Le système verifactu : une garantie de sécurité et de traçabilité
VeriFactu est un système développé par l'AEAT qui fait partie des mesures contre la fraude fiscale mises en place ces dernières années. Son objectif principal est de garantir que les factures émises par les entreprises et les travailleurs indépendants soient intégrales, traçables et non modifiables.
Conformément à ce système, les logiciels de facturation doivent répondre à un certain nombre de critères techniques pour enregistrer chaque facture de manière sécurisée et conserver un historique vérifiable. De plus, ces logiciels pourraient même envoyer automatiquement les registres de facturation aux serveurs de l'AEAT ou les stocker de manière sécurisée pour une vérification ultérieure.

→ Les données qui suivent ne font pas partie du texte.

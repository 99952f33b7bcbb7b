//! CPU sealer running the nonce search on dedicated blocking threads
//!
//! With one thread the block moves onto a blocking thread and the search is
//! the sequential one. With more, the nonce space above the block's current
//! nonce is split into contiguous ranges, one per thread, each searched on
//! its own copy of the block. The first thread to seal cancels the others.

use super::search::search_range;
use super::{seal_span, SealOptions, SealState, SealStats, Sealer, Unsealed};
use crate::core::{Block, Difficulty, Nonce, SealedBlock};
use crate::error::Error;
use crate::utils::compute_hash_rate;
use async_trait::async_trait;
use std::sync::atomic::{AtomicU64, Ordering};
use std::sync::Arc;
use std::time::{Duration, Instant};
use tokio::sync::mpsc;
use tokio::task;
use tokio_util::sync::CancellationToken;
use tracing::{debug, info, warn, Instrument};

/// CPU sealer using one or more threads
pub struct CpuSealer {
    threads: usize,
    stats: Arc<CpuSealStats>,
}

/// Thread-safe statistics for the CPU sealer
#[derive(Debug, Default)]
struct CpuSealStats {
    total_attempts: AtomicU64,
    blocks_sealed: AtomicU64,
    busy_nanos: AtomicU64,
}

impl CpuSealStats {
    fn record_search(&self, elapsed: Duration, sealed: bool) {
        self.busy_nanos
            .fetch_add(elapsed.as_nanos() as u64, Ordering::Relaxed);
        if sealed {
            self.blocks_sealed.fetch_add(1, Ordering::Relaxed);
        }
    }

    fn to_seal_stats(&self) -> SealStats {
        let total_attempts = self.total_attempts.load(Ordering::Relaxed);
        let elapsed = Duration::from_nanos(self.busy_nanos.load(Ordering::Relaxed));

        SealStats {
            total_attempts,
            blocks_sealed: self.blocks_sealed.load(Ordering::Relaxed),
            elapsed,
            hash_rate: compute_hash_rate(total_attempts, elapsed),
        }
    }
}

/// One thread's share of the nonce space
#[derive(Debug, Clone, Copy, PartialEq, Eq)]
struct NonceRange {
    start: Nonce,
    /// Exclusive; `None` runs to the top of the nonce space
    end: Option<Nonce>,
}

/// Split `[start, u64::MAX]` into `parts` contiguous ranges
///
/// Returns a single open range when the space is too small to split.
fn split_nonce_space(start: Nonce, parts: usize) -> Vec<NonceRange> {
    let span = u64::MAX - start.value();
    let chunk = span / parts.max(1) as u64;
    if parts <= 1 || chunk == 0 {
        return vec![NonceRange { start, end: None }];
    }

    (0..parts as u64)
        .map(|i| {
            let range_start = start.value() + i * chunk;
            let end = if i + 1 == parts as u64 {
                None
            } else {
                Some(Nonce::new(range_start + chunk))
            };
            NonceRange {
                start: Nonce::new(range_start),
                end,
            }
        })
        .collect()
}

/// Split an attempt cap into per-thread shares summing to exactly `max_attempts`
///
/// The first `max % threads` shares take one extra attempt. A share of
/// zero means that range is not searched.
fn split_attempts(max_attempts: Option<u64>, threads: usize) -> Vec<Option<u64>> {
    let threads = threads.max(1) as u64;
    (0..threads)
        .map(|i| {
            max_attempts.map(|max| {
                // A cap of zero still checks the current digest
                let max = max.max(1);
                max / threads + u64::from(i < max % threads)
            })
        })
        .collect()
}

/// Outcome of a parallel search in which no range sealed
///
/// The caller's cancellation takes precedence; otherwise an exhaustion
/// reason is reported with the attempts of every range.
fn resolve_failure(first: Unsealed, caller_cancelled: bool, total_attempts: u64) -> Unsealed {
    let (block, reason) = first.into_parts();
    let reason = if caller_cancelled {
        Error::cancelled(block.nonce().value())
    } else {
        match reason {
            Error::Exhausted { reason, .. } => Error::exhausted(total_attempts, reason),
            other => other,
        }
    };
    Unsealed::new(block, reason)
}

impl CpuSealer {
    /// Create a CPU sealer (0 threads = one per available core)
    pub fn new(threads: usize) -> Self {
        let threads = if threads == 0 {
            num_cpus::get()
        } else {
            threads
        };

        debug!("Creating CPU sealer with {} threads", threads);

        Self {
            threads,
            stats: Arc::new(CpuSealStats::default()),
        }
    }

    /// Number of search threads
    pub fn threads(&self) -> usize {
        self.threads
    }

    async fn seal_single(
        &self,
        block: Block,
        difficulty: Difficulty,
        options: SealOptions,
        cancellation: CancellationToken,
    ) -> Result<SealedBlock, Unsealed> {
        let fallback = block.clone();
        let stats = Arc::clone(&self.stats);

        let handle = task::spawn_blocking(move || {
            let started = Instant::now();
            let result = search_range(
                block,
                difficulty,
                &options,
                &cancellation,
                None,
                &stats.total_attempts,
            );
            stats.record_search(started.elapsed(), result.is_ok());
            result
        });

        match handle.await {
            Ok(result) => result,
            Err(e) => Err(Unsealed::new(
                fallback,
                Error::worker(format!("search thread failed: {}", e)),
            )),
        }
    }

    async fn seal_parallel(
        &self,
        block: Block,
        difficulty: Difficulty,
        options: SealOptions,
        cancellation: CancellationToken,
        ranges: Vec<NonceRange>,
    ) -> Result<SealedBlock, Unsealed> {
        let fallback = block.clone();
        let threads = ranges.len();
        let race = cancellation.child_token();
        let attempts_before = self.stats.total_attempts.load(Ordering::Relaxed);
        let reporter = options.progress.clone();
        let shares = split_attempts(options.max_attempts, threads);

        let (result_tx, mut result_rx) = mpsc::unbounded_channel();
        let mut handles = Vec::with_capacity(threads);

        for (index, (range, max_attempts)) in ranges.into_iter().zip(shares).enumerate() {
            if max_attempts == Some(0) {
                continue;
            }

            let thread_block = if index == 0 {
                block.clone()
            } else {
                block.restarted_at(range.start)
            };
            let mut options = options.clone();
            options.max_attempts = max_attempts;
            // Only the first range reports, and never its own outcome
            options.progress = match &reporter {
                Some(reporter) if index == 0 => Some(reporter.searching_only()),
                _ => None,
            };
            let race = race.clone();
            let stats = Arc::clone(&self.stats);
            let result_tx = result_tx.clone();

            handles.push(task::spawn_blocking(move || {
                let started = Instant::now();
                let result = search_range(
                    thread_block,
                    difficulty,
                    &options,
                    &race,
                    range.end,
                    &stats.total_attempts,
                );
                if result.is_ok() {
                    // First success wins; stop the other ranges
                    race.cancel();
                }
                stats.record_search(started.elapsed(), result.is_ok());
                // Receiver outlives every thread
                let _ = result_tx.send((index, result));
            }));
        }

        drop(result_tx);

        let mut winner = None;
        let mut failures: Vec<Option<Unsealed>> = (0..threads).map(|_| None).collect();

        while let Some((index, result)) = result_rx.recv().await {
            match result {
                Ok(sealed) if winner.is_none() => {
                    debug!(thread = index, nonce = %sealed.nonce(), "Range search won");
                    winner = Some(sealed);
                }
                Ok(sealed) => {
                    debug!(thread = index, nonce = %sealed.nonce(), "Late solution discarded");
                }
                Err(unsealed) => failures[index] = Some(unsealed),
            }
        }

        for handle in handles {
            if let Err(e) = handle.await {
                warn!("Search thread failed: {}", e);
            }
        }

        let total = self.stats.total_attempts.load(Ordering::Relaxed) - attempts_before;

        if let Some(sealed) = winner {
            if let Some(reporter) = &reporter {
                reporter.report(sealed.as_block(), SealState::Sealed, total);
            }
            return Ok(sealed);
        }

        let unsealed = match failures.into_iter().flatten().next() {
            Some(first) => resolve_failure(first, cancellation.is_cancelled(), total),
            None => Unsealed::new(
                fallback,
                Error::worker("search thread exited without a result"),
            ),
        };
        if let Some(reporter) = &reporter {
            let state = match unsealed.reason() {
                Error::Cancelled { .. } => SealState::Cancelled,
                _ => SealState::Failed,
            };
            reporter.report(unsealed.block(), state, total);
        }
        Err(unsealed)
    }
}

C'est notamment le cas pour les entreprises et les travailleurs indépendants qui utilisent des logiciels informatiques pour émettre des factures. La norme exige que ces programmes garantissent l'inaltérabilité du registre, la traçabilité, la conservation sécurisée des données et la possibilité de vérifier les factures émises. De plus, ils doivent intégrer des éléments supplémentaires, tels que les codes QR ou les identificateurs numériques qui permettent de vérifier l'authenticité d'une facture.

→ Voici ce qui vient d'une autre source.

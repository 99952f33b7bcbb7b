//! Core types for block sealing
//!
//! This module contains the digest function, the block record and the
//! types the miner works with: Nonce, Difficulty and Digest.

mod block;
pub mod digest;
mod difficulty;
mod nonce;

pub use block::{Block, SealedBlock};
pub use difficulty::Difficulty;
pub use digest::Digest;
pub use nonce::Nonce;

/// Constants for the digest and its predicate
pub mod constants {
    /// Size of a digest in bytes (Blake2s-256)
    pub const DIGEST_SIZE: usize = 32;

    /// Length of a digest's canonical hex form
    pub const DIGEST_HEX_LEN: usize = DIGEST_SIZE * 2;

    /// Character a sealed digest's prefix must consist of
    pub const SENTINEL: char = '0';

    /// Largest satisfiable difficulty
    pub const MAX_DIFFICULTY: u32 = DIGEST_HEX_LEN as u32;
}


#[cfg(test)]
mod tests_property;
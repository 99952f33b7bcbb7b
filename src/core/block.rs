//! Block record and its sealed form

use crate::core::{digest, Difficulty, Digest, Nonce};
use crate::error::{Error, Result};
use serde::{Deserialize, Serialize};
use std::fmt;

/// A block under construction or being sealed
///
/// Content fields are fixed at construction. Nonce and digest only change
/// together, through `&mut self` methods that recompute before returning,
/// so every observer sees a consistent pair.
#[derive(Clone, PartialEq, Eq)]
pub struct Block {
    previous_hash: Vec<u8>,
    payload: Vec<u8>,
    created_at: i64,
    nonce: Nonce,
    digest: Digest,
}

impl Block {
    /// Create a block stamped with the current wall-clock time
    pub fn new(payload: impl Into<Vec<u8>>, previous_hash: impl Into<Vec<u8>>) -> Self {
        Self::with_timestamp(payload, previous_hash, chrono::Utc::now().timestamp())
    }

    /// Create a genesis block (empty previous hash)
    pub fn genesis(payload: impl Into<Vec<u8>>) -> Self {
        Self::new(payload, Vec::new())
    }

    /// Create a block with an explicit creation time (Unix seconds)
    pub fn with_timestamp(
        payload: impl Into<Vec<u8>>,
        previous_hash: impl Into<Vec<u8>>,
        created_at: i64,
    ) -> Self {
        Self::at_nonce(payload.into(), previous_hash.into(), created_at, Nonce::ZERO)
    }

    fn at_nonce(payload: Vec<u8>, previous_hash: Vec<u8>, created_at: i64, nonce: Nonce) -> Self {
        let digest = digest::compute(&previous_hash, created_at, &payload, nonce);
        Self {
            previous_hash,
            payload,
            created_at,
            nonce,
            digest,
        }
    }

    /// Copy of this block repositioned at `nonce`, for disjoint range search
    pub(crate) fn restarted_at(&self, nonce: Nonce) -> Self {
        Self::at_nonce(
            self.payload.clone(),
            self.previous_hash.clone(),
            self.created_at,
            nonce,
        )
    }

    /// Recompute and store the digest from the current fields
    pub fn recompute(&mut self) -> Digest {
        self.digest = self.expected_digest();
        self.digest
    }

    /// Advance the nonce by one and recompute the digest in a single step
    ///
    /// Returns `None` without touching the block when the nonce is already
    /// `u64::MAX`.
    pub fn advance_nonce(&mut self) -> Option<Digest> {
        let next = self.nonce.checked_next()?;
        self.nonce = next;
        Some(self.recompute())
    }

    /// True when the stored digest matches the current fields
    pub fn is_consistent(&self) -> bool {
        self.digest == self.expected_digest()
    }

    fn expected_digest(&self) -> Digest {
        digest::compute(&self.previous_hash, self.created_at, &self.payload, self.nonce)
    }

    /// Digest of the prior sealed block (empty for genesis)
    pub fn previous_hash(&self) -> &[u8] {
        &self.previous_hash
    }

    /// The committed payload
    pub fn payload(&self) -> &[u8] {
        &self.payload
    }

    /// Creation time in Unix seconds
    pub fn created_at(&self) -> i64 {
        self.created_at
    }

    /// Current nonce
    pub fn nonce(&self) -> Nonce {
        self.nonce
    }

    /// Current digest
    pub fn digest(&self) -> Digest {
        self.digest
    }

    /// True for a block with no previous hash
    pub fn is_genesis(&self) -> bool {
        self.previous_hash.is_empty()
    }
}

impl fmt::Debug for Block {
    fn fmt(&self, f: &mut fmt::Formatter<'_>) -> fmt::Result {
        f.debug_struct("Block")
            .field("previous_hash", &hex::encode(&self.previous_hash))
            .field("payload_len", &self.payload.len())
            .field("created_at", &self.created_at)
            .field("nonce", &self.nonce)
            .field("digest", &self.digest)
            .finish()
    }
}

/// A block whose digest satisfied the difficulty it was sealed at
///
/// Read-only: it exposes no mutators and can be shared freely. The
/// difficulty it was sealed at travels with it, and loading a document
/// whose digest does not meet that difficulty fails.
#[derive(Clone, PartialEq, Eq, Serialize, Deserialize)]
#[serde(try_from = "BlockDocument", into = "BlockDocument")]
pub struct SealedBlock {
    block: Block,
    difficulty: Difficulty,
}

impl SealedBlock {
    /// Wrap a block the miner has checked against `difficulty`
    pub(crate) fn from_searched(block: Block, difficulty: Difficulty) -> Self {
        debug_assert!(block.is_consistent() && difficulty.is_met_by(&block.digest));
        Self { block, difficulty }
    }

    /// Check the digest against the content fields and a required difficulty
    pub fn verify(&self, difficulty: Difficulty) -> Result<()> {
        if !self.block.is_consistent() {
            return Err(Error::integrity("digest does not match block contents"));
        }
        if !difficulty.is_met_by(&self.block.digest) {
            return Err(Error::integrity(format!(
                "digest {} does not meet difficulty {}",
                self.block.digest, difficulty
            )));
        }
        Ok(())
    }

    /// Serialize to a JSON document
    pub fn to_json(&self) -> Result<String> {
        Ok(serde_json::to_string_pretty(self)?)
    }

    /// Parse a JSON document
    ///
    /// Fails with `Error::Integrity` if the digest does not recompute from
    /// the stored fields or does not meet the stored difficulty.
    pub fn from_json(json: &str) -> Result<Self> {
        let document: BlockDocument = serde_json::from_str(json)?;
        Self::try_from(document)
    }

    /// The underlying block
    pub fn as_block(&self) -> &Block {
        &self.block
    }

    /// Digest of the prior sealed block (empty for genesis)
    pub fn previous_hash(&self) -> &[u8] {
        self.block.previous_hash()
    }

    /// The committed payload
    pub fn payload(&self) -> &[u8] {
        self.block.payload()
    }

    /// Creation time in Unix seconds
    pub fn created_at(&self) -> i64 {
        self.block.created_at()
    }

    /// Final nonce
    pub fn nonce(&self) -> Nonce {
        self.block.nonce()
    }

    /// Final digest
    pub fn digest(&self) -> Digest {
        self.block.digest()
    }

    /// Difficulty the block was sealed at
    pub fn difficulty(&self) -> Difficulty {
        self.difficulty
    }
}

impl fmt::Debug for SealedBlock {
    fn fmt(&self, f: &mut fmt::Formatter<'_>) -> fmt::Result {
        f.debug_struct("SealedBlock")
            .field("block", &self.block)
            .field("difficulty", &self.difficulty)
            .finish()
    }
}

impl fmt::Display for SealedBlock {
    fn fmt(&self, f: &mut fmt::Formatter<'_>) -> fmt::Result {
        write!(
            f,
            "SealedBlock(nonce={}, digest={}, difficulty={})",
            self.nonce(),
            self.digest(),
            self.difficulty
        )
    }
}

/// Persisted layout, in stable field order
#[derive(Serialize, Deserialize)]
struct BlockDocument {
    #[serde(with = "hex::serde")]
    previous_hash: Vec<u8>,
    #[serde(with = "hex::serde")]
    payload: Vec<u8>,
    created_at: i64,
    nonce: Nonce,
    digest: Digest,
    difficulty: Difficulty,
}

impl From<SealedBlock> for BlockDocument {
    fn from(sealed: SealedBlock) -> Self {
        let block = sealed.block;
        Self {
            previous_hash: block.previous_hash,
            payload: block.payload,
            created_at: block.created_at,
            nonce: block.nonce,
            digest: block.digest,
            difficulty: sealed.difficulty,
        }
    }
}

impl TryFrom<BlockDocument> for SealedBlock {
    type Error = Error;

    fn try_from(doc: BlockDocument) -> Result<Self> {
        let block = Block::at_nonce(doc.payload, doc.previous_hash, doc.created_at, doc.nonce);
        if block.digest != doc.digest {
            return Err(Error::integrity(format!(
                "stored digest {} does not match recomputed {}",
                doc.digest, block.digest
            )));
        }
        if !doc.difficulty.is_met_by(&block.digest) {
            return Err(Error::integrity(format!(
                "digest {} does not meet sealing difficulty {}",
                block.digest, doc.difficulty
            )));
        }
        Ok(Self {
            block,
            difficulty: doc.difficulty,
        })
    }
}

Mais pourquoi Excel et Word suscitent-ils des inquiétudes avec VeriFactu?
Excel et Word ont été, pendant des années, les programmes utilisés par de nombreux travailleurs indépendants pour émettre des factures. Le problème survient lorsque ces outils sont utilisés comme des systèmes informatiques de facturation, c'est-à-dire lorsqu'ils génèrent des calculs automatiques ou enregistrent des données de manière structurée.
Conformément à certains spécialistes fiscaux, ces documents pourraient rester dans le périmètre du règlement si on les utilise pour traiter ou automatiser des informations comptables, ce qui ne répond pas aux exigences techniques imposées par VeriFactu.

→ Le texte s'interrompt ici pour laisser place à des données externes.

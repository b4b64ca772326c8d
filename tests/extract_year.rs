// Whole-year run over a synthetic folder: index, table JSON, page-1 text

use pothen_esxes::{run_batch, BatchConfig, JsonTableSource, SidecarTextLayer, SummaryRow};
use std::path::Path;
use std::sync::Arc;
use std::time::Duration;

const LEDGER_HEADER: &str = r#"["Α/Α","ΕΙΔΟΣ","ΦΟΡΕΑΣ","ΑΡΧΙΚΟ","ΝΟΜΙΣΜΑ","ΥΠΟΛΟΙΠΟ","ΑΠΟ","ΕΩΣ"]"#;

fn write_filer(pdf_dir: &Path, stem: &str, tables_json: &str, page_one: &str) {
    // The PDF itself is never opened by the sidecar collaborators
    std::fs::write(pdf_dir.join(format!("{stem}.pdf")), b"%PDF-1.4").unwrap();
    std::fs::write(pdf_dir.join(format!("{stem}.json")), tables_json).unwrap();
    std::fs::write(pdf_dir.join(format!("{stem}.p1.txt")), page_one).unwrap();
}

fn setup(root: &Path) -> BatchConfig {
    let year_dir = root.join("2019");
    let pdf_dir = year_dir.join("pdf");
    std::fs::create_dir_all(&pdf_dir).unwrap();

    // Minimal form: income, one savings account, zero-valued loan
    write_filer(
        &pdf_dir,
        "papadopoulos",
        &format!(
            r#"{{"pageTables":[
                {{"page":1,"tables":[["Α/Α","ΠΗΓΗ","ΠΟΣΟ","ΝΟΜΙΣΜΑ"],["1","ΜΙΣΘΟΣ","1000.00","ΕΥΡΩ"]]}},
                {{"page":2,"tables":[["Α/Α","ΤΡΑΠΕΖΑ","ΠΟΣΟ","ΝΟΜΙΣΜΑ"],["1","ΤΡΑΠΕΖΑ","500.00","ΕΥΡΩ"]]}},
                {{"page":3,"tables":[{LEDGER_HEADER},["1","ΔΑΝΕΙΟ","ΤΡΑΠΕΖΑ","0,00","ΕΥΡΩ","0,00","",""]]}}
            ]}}"#
        ),
        "ΔΗΛΩΣΗ\nΕπώνυμο:\nΠαπαδόπουλος\nΌνομα:\nΓιάννης\nΌνομα Πατρός:\nΚωνσταντίνος\nΌνομα\nΕπώνυμο\n",
    );

    // Income in dollars, one deposit in a currency the table does not know
    write_filer(
        &pdf_dir,
        "nikolaou",
        &format!(
            r#"{{"pageTables":[
                {{"page":1,"tables":[["Α/Α","ΠΗΓΗ","ΠΟΣΟ","ΝΟΜΙΣΜΑ"],["1","ΜΙΣΘΟΣ","2.000,00","Δολάριο ΗΠΑ"]]}},
                {{"page":2,"tables":[["Α/Α","ΤΡΑΠΕΖΑ","ΠΟΣΟ","ΝΟΜΙΣΜΑ"],["1","Α","10,00","ΡΕΑΛ ΒΡΑΖΙΛΙΑΣ"],["2","Β","90,00","ΕΥΡΩ"]]}},
                {{"page":4,"tables":[{LEDGER_HEADER}]}}
            ]}}"#
        ),
        "Επώνυμο:\nΝικολάου\nΌνομα:\nΜαρία\nΌνομα Πατρός:\nΓεώργιος\nΣύζυγος\nΌνομα:\nΑνδρέας\nΕπώνυμο:\nΛάμπρου\nΌνομα Πατρός:\nΔημήτριος\n",
    );

    // Listed, but the table extractor produced nothing
    std::fs::write(pdf_dir.join("broken.pdf"), b"").unwrap();
    std::fs::write(pdf_dir.join("broken.p1.txt"), "Επώνυμο:\nΧ\n").unwrap();

    let folder = year_dir.display();
    std::fs::write(
        year_dir.join("_all.csv"),
        format!(
            "surname,name,link,folder,pdf,csv\n\
             ΠΑΠΑΔΟΠΟΥΛΟΣ,ΓΙΑΝΝΗΣ,http://example.gr/1.pdf,{folder},papadopoulos.pdf,papadopoulos.csv\n\
             ΧΑΛΑΣΜΕΝΟΣ,ΦΑΚΕΛΟΣ,http://example.gr/2.pdf,{folder},broken.pdf,broken.csv\n\
             ΝΙΚΟΛΑΟΥ,ΜΑΡΙΑ,http://example.gr/3.pdf,{folder},nikolaou.pdf,nikolaou.csv\n"
        ),
    )
    .unwrap();

    BatchConfig {
        year: 2019,
        folder: root.to_path_buf(),
        timeout: Duration::from_secs(30),
        write_dumps: true,
        max_stalled: 4,
    }
}

#[tokio::test]
async fn test_extract_year_end_to_end() {
    let dir = tempfile::tempdir().unwrap();
    let config = setup(dir.path());

    let report = run_batch(
        &config,
        Arc::new(JsonTableSource::default()),
        Arc::new(SidecarTextLayer),
    )
    .await
    .unwrap();

    // Totals: the broken filer is counted as skipped and contributes nothing
    assert_eq!(report.totals.processed, 2);
    assert_eq!(report.totals.skipped, 1);
    assert_eq!(report.totals.partial, 1);
    // 2000 USD at the 2018 reference rate 0.8325
    assert!((report.totals.income - (1000.0 + 1665.0)).abs() < 1e-6);
    assert!((report.totals.deposits - 590.0).abs() < 1e-9);
    assert_eq!(report.totals.loan_principal, 0.0);

    let mut reader = csv::Reader::from_path(dir.path().join("2019").join("_sum.csv")).unwrap();
    let rows: Vec<SummaryRow> = reader.deserialize().map(|r| r.unwrap()).collect();
    assert_eq!(rows.len(), 2);

    let first = &rows[0];
    assert_eq!(first.surname, "ΠΑΠΑΔΟΠΟΥΛΟΣ");
    assert_eq!(first.given_name, "ΓΙΑΝΝΗΣ");
    assert_eq!(first.fathers_name, "ΚΩΝΣΤΑΝΤΙΝΟΣ");
    assert_eq!(first.spouse_given_name, "");
    assert_eq!(first.income, "1,000.00 €");
    assert_eq!(first.deposits, "500.00 €");
    assert_eq!(first.accounts, 1);
    assert_eq!(first.loans_principal, "0.00 €");
    assert_eq!(first.loans_due, "0.00 €");
    assert_eq!(first.link, "http://example.gr/1.pdf");
    assert_eq!(first.notes, "");

    let second = &rows[1];
    assert_eq!(second.surname, "ΝΙΚΟΛΑΟΥ");
    assert_eq!(second.spouse_given_name, "ΑΝΔΡΕΑΣ");
    assert_eq!(second.spouse_surname, "ΛΑΜΠΡΟΥ");
    assert_eq!(second.spouse_fathers_name, "ΔΗΜΗΤΡΙΟΣ");
    assert_eq!(second.income, "1,665.00 €");
    assert_eq!(second.deposits, "90.00 €");
    assert_eq!(second.accounts, 2);
    assert!(second.notes.contains("ΡΕΑΛ ΒΡΑΖΙΛΙΑΣ"));

    let dump = std::fs::read_to_string(dir.path().join("2019").join("txt").join("papadopoulos.csv")).unwrap();
    assert!(dump.starts_with("\"Α / Α\",\"ΠΗΓΗ\",\"ΠΟΣΟ\",\"ΝΟΜΙΣΜΑ\"\n"));
    assert!(!dir.path().join("2019").join("txt").join("broken.csv").exists());
}

#[tokio::test]
async fn test_missing_index_fails_the_run() {
    let dir = tempfile::tempdir().unwrap();
    let config = BatchConfig {
        year: 2017,
        folder: dir.path().to_path_buf(),
        ..BatchConfig::default()
    };

    let result = run_batch(
        &config,
        Arc::new(JsonTableSource::default()),
        Arc::new(SidecarTextLayer),
    )
    .await;

    assert!(result.is_err());
    assert!(!dir.path().join("2017").join("_sum.csv").exists());
}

Par exemple, une feuille d'Excel qui calcule automatiquement la TVA ou génère des listes de factures pourrait être considérée comme un système de facturation informatique. Et ça signifie que, si on l'utilise, on doit le laisser et utiliser un logiciel adapté à la norme à la place.
Il est cependant possible de continuer à utiliser Excel ou Word dans certaines circonstances spécifiques. Par exemple, si vous utilisez une plantille de Word ou d'Excel uniquement comme document manuel, en introduisant tous les données sans formules ni automatismes, le système sera considéré comme équivalent à une facture écrite à la main. Dans ce cas, le document ne fonctionnera pas comme un système de facturation informatique et ne sera pas dans le périmètre d'application du règlement.
Néanmoins, les experts recommandent de ne pas s'en fier et de considérer d'autres alternatives, telles que les systèmes VeriFactu, qui seront la norme lorsque cela entrera en vigueur.
Quand entrera-t-il en vigueur?
Actuellement, la mise en vigueur du système VeriFactu est prévue pour le 1er janvier 2027 pour les sociétés et les entreprises soumises à l'impôt sur le revenu. Pour le reste des entreprises et des travailleurs indépendants, c'est pour le 1er juillet 2027. Cependant, tant que ces dates ne sont pas proches, il est impossible de savoir avec certitude si cela entrera vraiment en vigueur, en particulier car il a été retardé (il était prévu à l'origine pour 2026). Il est toutefois possible de commencer à l'utiliser de manière volontaire pour s'adapter à la norme qui entrera en vigueur et que le changement soit plus simple à mettre en place une fois qu'il sera opérationnel. En effet, il y a déjà plusieurs logiciels de facturation qui pourraient être utilisés et qui respecteraient la législation.